Prywatnie już bardziej...zastanawiają mnie dwie rzeczy głównie:
- czego naprawdę będą dotyczyć powiadomienia...jakiego typu zagrożeń...czy pojedynczych zaawansowanych ataków celowanych (APT) na infrastrukturę rządową?...finansową?...czy może wycieku danych z serwerów tych instytucji?...czy ataków na zwykłych "Kowalskich"?
- druga to kompetencje naszej pani Premier i jej gabinetu...jakoś sceptycznie na to patrzę i jeśli już nawet zakładam kompetencje, to mam wątpliwości do szybkości reakcji i wydawania decyzji.
"Bezpieczeństwo jest podróżą, a nie celem samym w sobie - to nie jest problem, który można rozwiązać raz na zawsze"
"Zaufanie nie stanowi kontroli, a nadzieja nie jest strategią"
Odpowiedz
#2
(25.07.2017, 14:29)ichito napisał(a):

[Aby zobaczyć linki, zarejestruj się tutaj]

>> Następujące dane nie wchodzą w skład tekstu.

//! Secure-handshake integration contract.
//!
//! The TLS stack itself lives outside this crate; what the transport
//! provides is the seam it plugs into: a handshake state machine, a
//! single-slot mailbox bridging synchronous handshake reads to
//! asynchronous interest arrivals, and single-writer chunk accounting so
//! the `content_produced` notification fires exactly once per
//! user-visible stream. Handshake flows derive their name with
//! [`crate::name::Prefix::graft_key_id`].

use bytes::{Bytes, BytesMut};
use parking_lot::{Condvar, Mutex};
use std::sync::Arc;
use std::time::{Duration, Instant};
use thiserror::Error;

/// Handshake progression. States advance strictly in order.
#[derive(Debug, Clone, Copy, PartialEq, Eq)]
pub enum HandshakeState {
    Uninitiated,
    ClientHello,
    ClientFinished,
    ServerFinished,
}

impl HandshakeState {
    /// The state following this one, if any.
    pub fn next(self) -> Option<HandshakeState> {
        match self {
            HandshakeState::Uninitiated => Some(HandshakeState::ClientHello),
            HandshakeState::ClientHello => Some(HandshakeState::ClientFinished),
            HandshakeState::ClientFinished => Some(HandshakeState::ServerFinished),
            HandshakeState::ServerFinished => None,
        }
    }

    pub fn is_established(self) -> bool {
        self == HandshakeState::ServerFinished
    }
}

/// Mailbox errors
#[derive(Error, Debug, PartialEq, Eq)]
pub enum MailboxError {
    #[error("mailbox closed")]
    Closed,

    #[error("timed out waiting for handshake bytes")]
    Timeout,
}

struct Slot {
    data: Option<BytesMut>,
    closed: bool,
}

struct MailboxInner {
    slot: Mutex<Slot>,
    cv: Condvar,
}

/// Single-slot mailbox between the I/O loop and the handshake worker.
///
/// The I/O loop fills it with handshake bytes carried by an arriving
/// interest; the worker awaits them with a deadline. Closing the mailbox
/// wakes the worker and fails the handshake.
#[derive(Clone)]
pub struct HandshakeMailbox {
    inner: Arc<MailboxInner>,
}

impl Default for HandshakeMailbox {
    fn default() -> Self {
        Self::new()
    }
}

impl HandshakeMailbox {
    pub fn new() -> Self {
        HandshakeMailbox {
            inner: Arc::new(MailboxInner {
                slot: Mutex::new(Slot {
                    data: None,
                    closed: false,
                }),
                cv: Condvar::new(),
            }),
        }
    }

    /// Deposit handshake bytes (I/O loop side). Never blocks; bytes
    /// arriving before the worker reads append to the pending buffer.
    pub fn fill(&self, bytes: &[u8]) -> Result<(), MailboxError> {
        let mut slot = self.inner.slot.lock();
        if slot.closed {
            return Err(MailboxError::Closed);
        }
        match &mut slot.data {
            Some(pending) => pending.extend_from_slice(bytes),
            None => slot.data = Some(BytesMut::from(bytes)),
        }
        self.inner.cv.notify_one();
        Ok(())
    }

    /// Await handshake bytes (worker side) for at most `timeout`.
    pub fn take(&self, timeout: Duration) -> Result<Bytes, MailboxError> {
        let deadline = Instant::now() + timeout;
        let mut slot = self.inner.slot.lock();

        loop {
            if let Some(pending) = slot.data.take() {
                return Ok(pending.freeze());
            }
            if slot.closed {
                return Err(MailboxError::Closed);
            }

            let now = Instant::now();
            if now >= deadline {
                return Err(MailboxError::Timeout);
            }
            let result = self.inner.cv.wait_for(&mut slot, deadline - now);
            if result.timed_out() && slot.data.is_none() {
                if slot.closed {
                    return Err(MailboxError::Closed);
                }
                return Err(MailboxError::Timeout);
            }
        }
    }

    /// Cancel the handshake: wake waiters, reject further deposits.
    pub fn close(&self) {
        let mut slot = self.inner.slot.lock();
        slot.closed = true;
        self.inner.cv.notify_all();
    }

    pub fn is_closed(&self) -> bool {
        self.inner.slot.lock().closed
    }
}

/// Single-writer chunk accounting for a handshake-produced stream.
///
/// All mutation happens on the producer loop. The completion signal is
/// returned exactly once, when the last expected chunk has been written.
pub struct ChunkAccounting {
    remaining: u32,
    fired: bool,
}

impl ChunkAccounting {
    pub fn new(expected_chunks: u32) -> Self {
        ChunkAccounting {
            remaining: expected_chunks,
            fired: false,
        }
    }

    /// More chunks became known before completion.
    pub fn add_chunks(&mut self, chunks: u32) {
        if !self.fired {
            self.remaining += chunks;
        }
    }

    /// Record one written chunk. Returns true exactly once, on the write
    /// that completes the stream.
    pub fn on_chunk_written(&mut self) -> bool {
        if self.fired {
            return false;
        }
        self.remaining = self.remaining.saturating_sub(1);
        if self.remaining == 0 {
            self.fired = true;
            return true;
        }
        false
    }

    pub fn is_complete(&self) -> bool {
        self.fired
    }

    pub fn remaining(&self) -> u32 {
        self.remaining
    }
}

#[cfg(test)]
mod tests {
    use super::*;
    use std::thread;

    #[test]
    fn test_state_progression() {
        let mut state = HandshakeState::Uninitiated;
        let mut seen = vec![state];
        while let Some(next) = state.next() {
            state = next;
            seen.push(state);
        }
        assert_eq!(
            seen,
            vec![
                HandshakeState::Uninitiated,
                HandshakeState::ClientHello,
                HandshakeState::ClientFinished,
                HandshakeState::ServerFinished,
            ]
        );
        assert!(state.is_established());
    }

    #[test]
    fn test_mailbox_fill_then_take() {
        let mailbox = HandshakeMailbox::new();
        mailbox.fill(b"client hello").unwrap();

        let bytes = mailbox.take(Duration::from_millis(10)).unwrap();
        assert_eq!(&bytes[..], b"client hello");

        // Slot is empty again.
        assert_eq!(
            mailbox.take(Duration::from_millis(5)),
            Err(MailboxError::Timeout)
        );
    }

    #[test]
    fn test_mailbox_appends_until_taken() {
        let mailbox = HandshakeMailbox::new();
        mailbox.fill(b"part one ").unwrap();
        mailbox.fill(b"part two").unwrap();

        let bytes = mailbox.take(Duration::from_millis(10)).unwrap();
        assert_eq!(&bytes[..], b"part one part two");
    }

    #[test]
    fn test_mailbox_cross_thread_wakeup() {
        let mailbox = HandshakeMailbox::new();
        let filler = mailbox.clone();

        let handle = thread::spawn(move || {
            thread::sleep(Duration::from_millis(20));
            filler.fill(b"bytes").unwrap();
        });

        let bytes = mailbox.take(Duration::from_secs(2)).unwrap();
        assert_eq!(&bytes[..], b"bytes");
        handle.join().unwrap();
    }

    #[test]
    fn test_mailbox_close_cancels_waiter() {
        let mailbox = HandshakeMailbox::new();
        let closer = mailbox.clone();

        let handle = thread::spawn(move || {
            thread::sleep(Duration::from_millis(20));
            closer.close();
        });

        assert_eq!(
            mailbox.take(Duration::from_secs(2)),
            Err(MailboxError::Closed)
        );
        assert!(mailbox.fill(b"late").is_err());
        handle.join().unwrap();
    }

    #[test]
    fn test_chunk_accounting_fires_exactly_once() {
        let mut accounting = ChunkAccounting::new(2);
        assert!(!accounting.on_chunk_written());
        assert!(accounting.on_chunk_written());
        assert!(accounting.is_complete());

        // Extra writes never re-fire.
        assert!(!accounting.on_chunk_written());
    }

    #[test]
    fn test_chunk_accounting_growing_stream() {
        let mut accounting = ChunkAccounting::new(1);
        accounting.add_chunks(1);
        assert!(!accounting.on_chunk_written());
        assert!(accounting.on_chunk_written());
        assert!(!accounting.on_chunk_written());
    }
}
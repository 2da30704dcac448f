//! Packet verification.
//!
//! A verifier inspects the signable bytes of a packet together with its
//! signature and answers accept / reject / unknown. The indexer maps these
//! outcomes onto its configured [`VerificationPolicy`].

use crate::signer::derive_key;
use hmac::{Hmac, Mac};
use rsa::{Pkcs1v15Sign, RsaPublicKey};
use sha2::{Digest, Sha256};

type HmacSha256 = Hmac<Sha256>;

/// Verdict on a single packet.
#[derive(Debug, Clone, Copy, PartialEq, Eq)]
pub enum VerificationOutcome {
    /// Signature present and valid.
    Accept,
    /// Signature present and invalid.
    Reject,
    /// This verifier cannot decide (no signature, foreign suite).
    Unknown,
}

/// What the consumer does when verification does not accept a packet.
#[derive(Debug, Clone, Copy, PartialEq, Eq, Default)]
pub enum VerificationPolicy {
    /// Drop the packet silently; it will be retransmitted or lost.
    Drop,
    /// Deliver an error to the application but keep the protocol running.
    Surface,
    /// Abort the protocol with a fatal error.
    #[default]
    Abort,
}

/// Verifies signatures over signable packet bytes.
pub trait Verifier: Send + Sync {
    fn verify(&self, data: &[u8], signature: &[u8]) -> VerificationOutcome;
}

/// HMAC-SHA256 verifier keyed from the producer's shared passphrase.
pub struct SymmetricVerifier {
    key: [u8; 32],
}

impl SymmetricVerifier {
    pub fn new(passphrase: &str) -> Self {
        SymmetricVerifier {
            key: derive_key(passphrase),
        }
    }
}

impl Verifier for SymmetricVerifier {
    fn verify(&self, data: &[u8], signature: &[u8]) -> VerificationOutcome {
        if signature.is_empty() {
            return VerificationOutcome::Unknown;
        }

        let mut mac = match HmacSha256::new_from_slice(&self.key) {
            Ok(mac) => mac,
            Err(_) => return VerificationOutcome::Unknown,
        };
        mac.update(data);

        match mac.verify_slice(signature) {
            Ok(()) => VerificationOutcome::Accept,
            Err(_) => VerificationOutcome::Reject,
        }
    }
}

/// RSA or ECDSA P-256 verifier anchored on the producer's public key.
pub enum AsymmetricVerifier {
    Rsa(RsaPublicKey),
    EcdsaP256(p256::ecdsa::VerifyingKey),
}

impl AsymmetricVerifier {
    /// Load a trust anchor from a PEM-encoded SubjectPublicKeyInfo.
    pub fn from_public_key_pem(pem: &str) -> Result<Self, crate::AuthError> {
        use rsa::pkcs8::DecodePublicKey;

        if let Ok(key) = RsaPublicKey::from_public_key_pem(pem) {
            return Ok(AsymmetricVerifier::Rsa(key));
        }

        p256::PublicKey::from_public_key_pem(pem)
            .map(|key| AsymmetricVerifier::EcdsaP256(p256::ecdsa::VerifyingKey::from(key)))
            .map_err(|e| crate::AuthError::KeyParse(e.to_string()))
    }
}

impl Verifier for AsymmetricVerifier {
    fn verify(&self, data: &[u8], signature: &[u8]) -> VerificationOutcome {
        if signature.is_empty() {
            return VerificationOutcome::Unknown;
        }

        match self {
            AsymmetricVerifier::Rsa(key) => {
                let digest = Sha256::digest(data);
                match key.verify(Pkcs1v15Sign::new::<Sha256>(), &digest, signature) {
                    Ok(()) => VerificationOutcome::Accept,
                    Err(_) => VerificationOutcome::Reject,
                }
            }
            AsymmetricVerifier::EcdsaP256(key) => {
                use p256::ecdsa::signature::Verifier as _;
                let signature = match p256::ecdsa::Signature::from_slice(signature) {
                    Ok(s) => s,
                    Err(_) => return VerificationOutcome::Reject,
                };
                match key.verify(data, &signature) {
                    Ok(()) => VerificationOutcome::Accept,
                    Err(_) => VerificationOutcome::Reject,
                }
            }
        }
    }
}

druga to kompetencje naszej pani Premier i jej gabinetu...jakoś sceptycznie na to patrzę i jeśli już nawet zakładam kompetencje, to mam wątpliwości do szybkości reakcji i wydawania decyzji
Nie no, trzeba przyznać że aktualny rząd jak się wnerwi to potrafi walnąć pięścią w stół i podjąć decyzję (nie mówię czy decyzja jest dobra czy zła, ale jakaś jest). Przykładem jest obcięcie dotacji na Malta Festival w ramach reperkusji za to, że kuratorem przedsięwzięcia był reżyser haniebnej "Klątwy". Powtarzam, nie oceniam decyzji jako takiej, ale to, że ministerstwo kultury zareagowało. Nie jestem zwolennikiem "ciepłej wody" w kranie, bo jak wiadomo - to prowadzi do rozkładu struktur administracji i społeczeństwa. Czy mówiłem że Jarek to istny mastermind? W życiu bym nie pomyślał, że Kaczogan będzie tak rozgrywał opozycję Craze.
A pani minister Streżyńska to jeden z najlepszych urzędników w Polsce.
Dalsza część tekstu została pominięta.